Many advisors will tell an investor that a higher caprate is better. The truth is that the higher cap rates are more likely to yield higher returns. But cap rates can't be everything. A property purchase decision should consider factors such as investor risk appetite and property location. Opportunities with low cap rate investment might be worth looking into for certain risk-averse investors.
Simple formula to calculate a cap rate: Cap rate is the annual NOI divided the market price of the property. A property worth $10 million that generates $500,000 of NOI, would have a cap-rate of 5%.
The cap rate in real estate investing refers to the unlevered yield on an asset, based on its annual net operation income (NOI).

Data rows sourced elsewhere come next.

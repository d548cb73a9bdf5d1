//! DOT export of operations and relations

use std::fmt::Write;

use crate::features::node_registry::{Graph, RelationSource};

/// Operations clustered per ID node; cyclic relations drawn red and dashed
pub fn to_graphviz(graph: &Graph, label: &str) -> String {
    let mut out = String::new();
    let _ = writeln!(out, "digraph depgraph {{");
    let _ = writeln!(out, "  rankdir=LR;");
    let _ = writeln!(out, "  label={:?};", label);
    let _ = writeln!(out, "  node [shape=box, fontsize=10];");

    if graph.time_source().is_some() {
        let _ = writeln!(out, "  time [label=\"Time Source\", shape=ellipse];");
    }

    for (index, id_node) in graph.id_nodes().iter().enumerate() {
        let _ = writeln!(out, "  subgraph cluster_{} {{", index);
        let _ = writeln!(out, "    label={:?};", format!("{} ({})", id_node.name, id_node.id_type));
        for component in id_node.components() {
            for op in component.operations() {
                let node = graph.operation(*op);
                let style = if node.is_pinned() { ", style=bold" } else { "" };
                let _ = writeln!(
                    out,
                    "    op{} [label={:?}{}];",
                    op.0,
                    format!("{}\n{}", component.node_type(), node.key),
                    style
                );
            }
        }
        let _ = writeln!(out, "  }}");
    }

    for relation in graph.relations() {
        let from = match relation.from {
            RelationSource::TimeSource => "time".to_string(),
            RelationSource::Operation(op) => format!("op{}", op.0),
        };
        let style = if relation.is_cyclic() {
            ", color=red, style=dashed"
        } else {
            ""
        };
        let _ = writeln!(
            out,
            "  {} -> op{} [label={:?}{}];",
            from, relation.to.0, relation.name, style
        );
    }
    let _ = writeln!(out, "}}");
    out
}
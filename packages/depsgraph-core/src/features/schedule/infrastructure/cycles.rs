//! Dependency cycle detection
//!
//! Iterative depth-first walk over operation relations. A relation reaching
//! an operation that is still on the walk stack closes a loop; it is marked
//! [`RelationFlags::CYCLIC`] so ordering and flushing can ignore it.

use tracing::warn;

use crate::features::node_registry::{Graph, OperationId, RelationFlags, RelationId, RelationSource};
use crate::features::schedule::domain::CycleInfo;

#[derive(Clone, Copy, PartialEq, Eq)]
enum VisitState {
    Unvisited,
    OnStack,
    Done,
}

/// Mark every loop-closing relation cyclic and report each loop once
pub fn detect_cycles(graph: &mut Graph) -> Vec<CycleInfo> {
    let op_count = graph.operations().len();
    let mut state = vec![VisitState::Unvisited; op_count];
    let mut cycles = Vec::new();

    // Roots first so the reported relation is the one closing the loop
    // rather than an arbitrary edge inside it
    let roots: Vec<OperationId> = graph
        .operation_ids()
        .filter(|op| !has_operation_inlinks(graph, *op))
        .collect();
    let rest: Vec<OperationId> = graph.operation_ids().collect();

    for start in roots.into_iter().chain(rest) {
        if state[start.index()] != VisitState::Unvisited {
            continue;
        }
        walk(graph, start, &mut state, &mut cycles);
    }

    cycles
}

fn has_operation_inlinks(graph: &Graph, op: OperationId) -> bool {
    graph
        .operation(op)
        .inlinks()
        .iter()
        .any(|rel| matches!(graph.relation(*rel).from, RelationSource::Operation(_)))
}

fn walk(
    graph: &mut Graph,
    start: OperationId,
    state: &mut [VisitState],
    cycles: &mut Vec<CycleInfo>,
) {
    // (operation, index of the next outlink to follow)
    let mut stack: Vec<(OperationId, usize)> = vec![(start, 0)];
    state[start.index()] = VisitState::OnStack;

    while let Some((op, next)) = stack.last().copied() {
        let rel = match graph.operation(op).outlinks().get(next) {
            Some(rel) => *rel,
            None => {
                state[op.index()] = VisitState::Done;
                stack.pop();
                continue;
            }
        };
        if let Some(top) = stack.last_mut() {
            top.1 += 1;
        }

        let relation = graph.relation(rel);
        if relation.is_cyclic() {
            continue;
        }
        let target = relation.to;
        match state[target.index()] {
            VisitState::Unvisited => {
                state[target.index()] = VisitState::OnStack;
                stack.push((target, 0));
            }
            VisitState::OnStack => {
                let from = stack
                    .iter()
                    .position(|(on_stack, _)| *on_stack == target)
                    .unwrap_or(0);
                let path: Vec<OperationId> = stack[from..].iter().map(|(op, _)| *op).collect();
                report_cycle(graph, rel, &path);
                graph.relation_mut(rel).flags.insert(RelationFlags::CYCLIC);
                cycles.push(CycleInfo { relation: rel, path });
            }
            VisitState::Done => {}
        }
    }
}

fn report_cycle(graph: &Graph, rel: RelationId, path: &[OperationId]) {
    let mut description = String::new();
    for op in path {
        description.push_str(&graph.operation_label(*op));
        description.push_str(" -> ");
    }
    if let Some(first) = path.first() {
        description.push_str(&graph.operation_label(*first));
    }
    warn!(
        relation = %graph.relation(rel).name,
        "dependency cycle detected: {}",
        description
    );
}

Cap rates are a proxy for deciding which investment is better or less risky. A lower caprate will generally indicate a safer or more-risky investment. Conversely, a higher caprate will mean greater risk.
The same cap-rate formula can be used for estimating the value of a property based upon its NOI. As shown in the above example, if you know that the property is producing $500,000 in NOI and the appropriate rate (i.e.., unlevered yield) for a similar project is 5% you can divide $500,000 times 5% to get a $10,000,000 value. An $8.3 million project might only be worth 6% if there is an appropriate market rate. This is a good example of how shifting return expectations (in this case the caprate) can cause implied property values to fluctuate.
Cap rates, expressed as percentages, represent the return for a single point in the future. They are used for the evaluation of individual investment properties and to compare properties.
Cap rates are often compared with the coupon on bonds because both can be used as a way to express payment as percentage of asset value.